[Stored data entries]
..............................

use crate::errors::QueryError;
use serde::{Deserialize, Serialize};

// ============ Query ============

/// A skip-trace query: the set of identity facts the operator supplied plus
/// the match-requirement flags forwarded to the provider.
///
/// All facts are optional, but at least one must be present. Use
/// [`SkipTraceQuery::normalized`] to validate and canonicalize before deriving
/// a fingerprint or calling upstream.
#[derive(Debug, Clone, Default, PartialEq, Eq, Serialize, Deserialize)]
pub struct SkipTraceQuery {
    #[serde(default)]
    pub first_name: Option<String>,
    #[serde(default)]
    pub last_name: Option<String>,
    #[serde(default)]
    pub email: Option<String>,
    #[serde(default)]
    pub phone: Option<String>,
    /// Street address line.
    #[serde(default)]
    pub address: Option<String>,
    /// Apartment/unit number.
    #[serde(default)]
    pub unit: Option<String>,
    #[serde(default)]
    pub city: Option<String>,
    #[serde(default)]
    pub state: Option<String>,
    #[serde(default)]
    pub zip: Option<String>,
    /// Require the provider match to include at least one phone.
    #[serde(default)]
    pub require_phone: bool,
    /// Require the provider match to include at least one email.
    #[serde(default)]
    pub require_email: bool,
}

impl SkipTraceQuery {
    /// Validates the query and returns its canonical form.
    ///
    /// Blank fields become absent, the phone is reduced to its digits (must be
    /// exactly 10), the zip to its digits (must be 5 or 9), and the state is
    /// upper-cased (must be exactly 2 letters). Fails if no identifying fact
    /// remains after normalization.
    pub fn normalized(&self) -> Result<SkipTraceQuery, QueryError> {
        let first_name = non_blank(&self.first_name);
        let last_name = non_blank(&self.last_name);
        let email = non_blank(&self.email);
        let address = non_blank(&self.address);
        let unit = non_blank(&self.unit);
        let city = non_blank(&self.city);

        let phone = match non_blank(&self.phone) {
            Some(raw) => {
                let digits: String = raw.chars().filter(|c| c.is_ascii_digit()).collect();
                if digits.len() != 10 {
                    return Err(QueryError::InvalidPhone);
                }
                Some(digits)
            }
            None => None,
        };

        let zip = match non_blank(&self.zip) {
            Some(raw) => {
                let digits: String = raw.chars().filter(|c| c.is_ascii_digit()).collect();
                if digits.len() != 5 && digits.len() != 9 {
                    return Err(QueryError::InvalidZip);
                }
                Some(digits)
            }
            None => None,
        };

        let state = match non_blank(&self.state) {
            Some(raw) => {
                if raw.len() != 2 || !raw.chars().all(|c| c.is_ascii_alphabetic()) {
                    return Err(QueryError::InvalidState);
                }
                Some(raw.to_ascii_uppercase())
            }
            None => None,
        };

        let normalized = SkipTraceQuery {
            first_name,
            last_name,
            email,
            phone,
            address,
            unit,
            city,
            state,
            zip,
            require_phone: self.require_phone,
            require_email: self.require_email,
        };

        if !normalized.has_identifier() {
            return Err(QueryError::MissingIdentifier);
        }

        Ok(normalized)
    }

    /// Whether any identifying fact is present. The match-requirement flags do
    /// not count.
    pub fn has_identifier(&self) -> bool {
        [
            &self.first_name,
            &self.last_name,
            &self.email,
            &self.phone,
            &self.address,
            &self.unit,
            &self.city,
            &self.state,
            &self.zip,
        ]
        .iter()
        .any(|f| f.is_some())
    }
}

fn non_blank(field: &Option<String>) -> Option<String> {
    field
        .as_deref()
        .map(str::trim)
        .filter(|s| !s.is_empty())
        .map(str::to_string)
}

// ============ Normalized identity ============

/// Coarse three-level match-confidence label derived from which identity
/// facets were recovered.
#[derive(Debug, Clone, Copy, Default, PartialEq, Eq, Serialize, Deserialize)]
#[serde(rename_all = "lowercase")]
pub enum MatchConfidence {
    High,
    Medium,
    #[default]
    Low,
}

/// The fixed-shape internal representation of a skip-trace result.
///
/// Every field is always populated; absent upstream data maps to empty
/// strings, empty lists, `false`, or zero — never to a missing key.
#[derive(Debug, Clone, Default, PartialEq, Serialize, Deserialize)]
pub struct NormalizedIdentity {
    /// Whether the provider reported a match.
    #[serde(rename = "match")]
    pub is_match: bool,
    #[serde(rename = "requestId")]
    pub request_id: String,
    #[serde(rename = "requestDate")]
    pub request_date: String,
    /// Credits consumed by the upstream call.
    pub credits: i64,
    pub identity: IdentitySection,
    pub demographics: Demographics,
    pub match_confidence: MatchConfidence,
}

#[derive(Debug, Clone, Default, PartialEq, Serialize, Deserialize)]
pub struct IdentitySection {
    pub names: Vec<IdentityName>,
    pub address: IdentityAddress,
    #[serde(rename = "addressHistory")]
    pub address_history: Vec<AddressHistoryEntry>,
    pub phones: Vec<IdentityPhone>,
    pub emails: Vec<IdentityEmail>,
}

#[derive(Debug, Clone, Default, PartialEq, Serialize, Deserialize)]
pub struct IdentityName {
    pub first_name: String,
    pub last_name: String,
    pub full_name: String,
    /// Name type as reported by the provider, `"primary"` when absent.
    #[serde(rename = "type")]
    pub name_type: String,
    pub last_seen: String,
}

#[derive(Debug, Clone, Default, PartialEq, Serialize, Deserialize)]
pub struct IdentityAddress {
    #[serde(rename = "formattedAddress")]
    pub formatted_address: String,
    /// Street line re-composed from the provider's house/preDir/street/
    /// postDir/strType tokens, whitespace-collapsed.
    pub street: String,
    pub city: String,
    pub state: String,
    pub zip: String,
    pub last_seen: String,
}

impl IdentityAddress {
    /// An address counts as present when any of the location fields carry a
    /// value.
    pub fn is_present(&self) -> bool {
        !self.formatted_address.is_empty()
            || !self.city.is_empty()
            || !self.state.is_empty()
            || !self.zip.is_empty()
    }
}

#[derive(Debug, Clone, Default, PartialEq, Serialize, Deserialize)]
pub struct AddressHistoryEntry {
    #[serde(rename = "formattedAddress")]
    pub formatted_address: String,
    pub last_seen: String,
}

#[derive(Debug, Clone, Default, PartialEq, Serialize, Deserialize)]
pub struct IdentityPhone {
    pub number: String,
    #[serde(rename = "phoneType")]
    pub phone_type: String,
    #[serde(rename = "isConnected")]
    pub is_connected: bool,
    pub last_seen: String,
}

#[derive(Debug, Clone, Default, PartialEq, Serialize, Deserialize)]
pub struct IdentityEmail {
    pub email: String,
    /// Email type as reported by the provider, `"personal"` when absent.
    #[serde(rename = "emailType")]
    pub email_type: String,
}

#[derive(Debug, Clone, Default, PartialEq, Serialize, Deserialize)]
pub struct Demographics {
    pub age: String,
    pub gender: String,
    pub dob: String,
}
//! Skip Trace API Library
//!
//! This library provides the core functionality for the skip-trace lookup
//! service: a persistent fingerprint cache in front of a paid upstream
//! identity provider, plus the normalization pipeline that converts the
//! provider's loose payloads into a fixed internal schema.
//!
//! # Modules
//!
//! - `cache_storage`: Expiring key-value store backed by SQLite.
//! - `confidence`: Match-confidence scoring.
//! - `config`: Configuration management.
//! - `db`: Database connection and pool management.
//! - `errors`: Error handling types.
//! - `fingerprint`: Deterministic cache-key derivation.
//! - `gateway_client`: Upstream provider client.
//! - `handlers`: HTTP request handlers.
//! - `integrity`: Cache-entry integrity checksums.
//! - `lookup`: Lookup workflow service.
//! - `models`: Query and normalized-identity models.
//! - `normalizer`: Raw payload normalization.

pub mod cache_storage;
pub mod confidence;
pub mod config;
pub mod db;
pub mod errors;
pub mod fingerprint;
pub mod gateway_client;
pub mod handlers;
pub mod integrity;
pub mod lookup;
pub mod models;
pub mod normalizer;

..............................

Work task: Search the entries for the word "handlers" and copy every line that holds it.

Answer to this problem:
//! - `handlers`: HTTP request handlers.
pub mod handlers;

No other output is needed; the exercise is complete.